WORK REQUIRED: Using the listing below, say how many of its lines hold "Some". Offer nothing beyond the number.

*** Opening of DATA EXTRACT ***

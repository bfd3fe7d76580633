//! Tool actions — the static name → action table.
//!
//! Each action is a tagged variant describing which backend to call, the fixed
//! route (if any) and how caller parameters are forwarded. Dispatch is a
//! pattern match; nothing is captured at runtime.

use serde_json::{Map, Value};

/// What invoking a tool does.
#[derive(Debug, Clone, Copy, PartialEq, Eq)]
pub enum ToolAction {
    /// REST GET. `{param}` placeholders come from parameters; the remaining
    /// parameters become the query string.
    RestGet { path: &'static str },
    /// REST POST. Same substitution; remaining parameters become the JSON body.
    RestPost { path: &'static str },
    /// Raw graph query taken from the named string parameter.
    GraphQuery { query_param: &'static str },
    /// Log search with `query` and `limit`.
    LogQuery,
    /// Metrics range query with `query` and optional `start`/`end`/`step`.
    MetricsRangeQuery,
}

impl ToolAction {
    /// Backend family label used in logs.
    pub fn backend(&self) -> &'static str {
        match self {
            ToolAction::RestGet { .. } | ToolAction::RestPost { .. } => "rest",
            ToolAction::GraphQuery { .. } => "graph",
            ToolAction::LogQuery => "logs",
            ToolAction::MetricsRangeQuery => "metrics",
        }
    }
}

/// Bindings for every built-in tool.
pub fn builtin_bindings() -> Vec<(&'static str, ToolAction)> {
    vec![
        ("search_resources", ToolAction::RestGet { path: "/api/v1/resources" }),
        ("get_resource", ToolAction::RestGet { path: "/api/v1/resources/{resource_id}" }),
        (
            "get_resource_relationships",
            ToolAction::RestGet { path: "/api/v1/resources/{resource_id}/relationships" },
        ),
        ("search_incidents", ToolAction::RestGet { path: "/api/v1/incidents" }),
        ("get_incident_by_id", ToolAction::RestGet { path: "/api/v1/incidents/{incident_id}" }),
        ("search_changelogs", ToolAction::RestGet { path: "/api/v1/changes" }),
        ("create_incident", ToolAction::RestPost { path: "/api/v1/incidents" }),
        (
            "add_incident_comment",
            ToolAction::RestPost { path: "/api/v1/incidents/{incident_id}/comments" },
        ),
        ("get_graph_nodes", ToolAction::GraphQuery { query_param: "query" }),
        ("query_logs", ToolAction::LogQuery),
        ("query_metrics", ToolAction::MetricsRangeQuery),
    ]
}

// =============================================================================
// Parameter forwarding
// =============================================================================

/// Substitute `{name}` placeholders in `template` from `params`, removing the
/// consumed entries. Values are percent-encoded as single path segments.
pub fn resolve_path(template: &str, params: &mut Map<String, Value>) -> Result<String, String> {
    let mut path = String::with_capacity(template.len());
    let mut rest = template;

    while let Some(open) = rest.find('{') {
        let close = rest[open..]
            .find('}')
            .map(|i| open + i)
            .ok_or_else(|| format!("unterminated placeholder in route {template}"))?;
        let name = &rest[open + 1..close];

        let value = match params.remove(name) {
            Some(Value::String(s)) if !s.is_empty() => s,
            Some(Value::Number(n)) => n.to_string(),
            Some(Value::Bool(b)) => b.to_string(),
            _ => return Err(format!("Missing path parameter: {name}")),
        };

        path.push_str(&rest[..open]);
        path.push_str(&urlencoding::encode(&value));
        rest = &rest[close + 1..];
    }
    path.push_str(rest);
    Ok(path)
}

/// Render parameters as query-string pairs. Scalars are stringified, nulls
/// skipped, arrays and objects sent as JSON text.
pub fn query_pairs(params: &Map<String, Value>) -> Vec<(String, String)> {
    params
        .iter()
        .filter_map(|(key, value)| {
            let rendered = match value {
                Value::Null => return None,
                Value::String(s) => s.clone(),
                Value::Bool(_) | Value::Number(_) | Value::Array(_) | Value::Object(_) => {
                    value.to_string()
                }
            };
            Some((key.clone(), rendered))
        })
        .collect()
}

/// Read an optional string parameter; non-string scalars are stringified.
pub fn string_param(params: &Map<String, Value>, key: &str) -> Option<String> {
    match params.get(key)? {
        Value::Null => None,
        Value::String(s) => Some(s.clone()),
        other => Some(other.to_string()),
    }
}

*** Close of DATA EXTRACT ***

OUTPUT OF THE EXERCISE: 7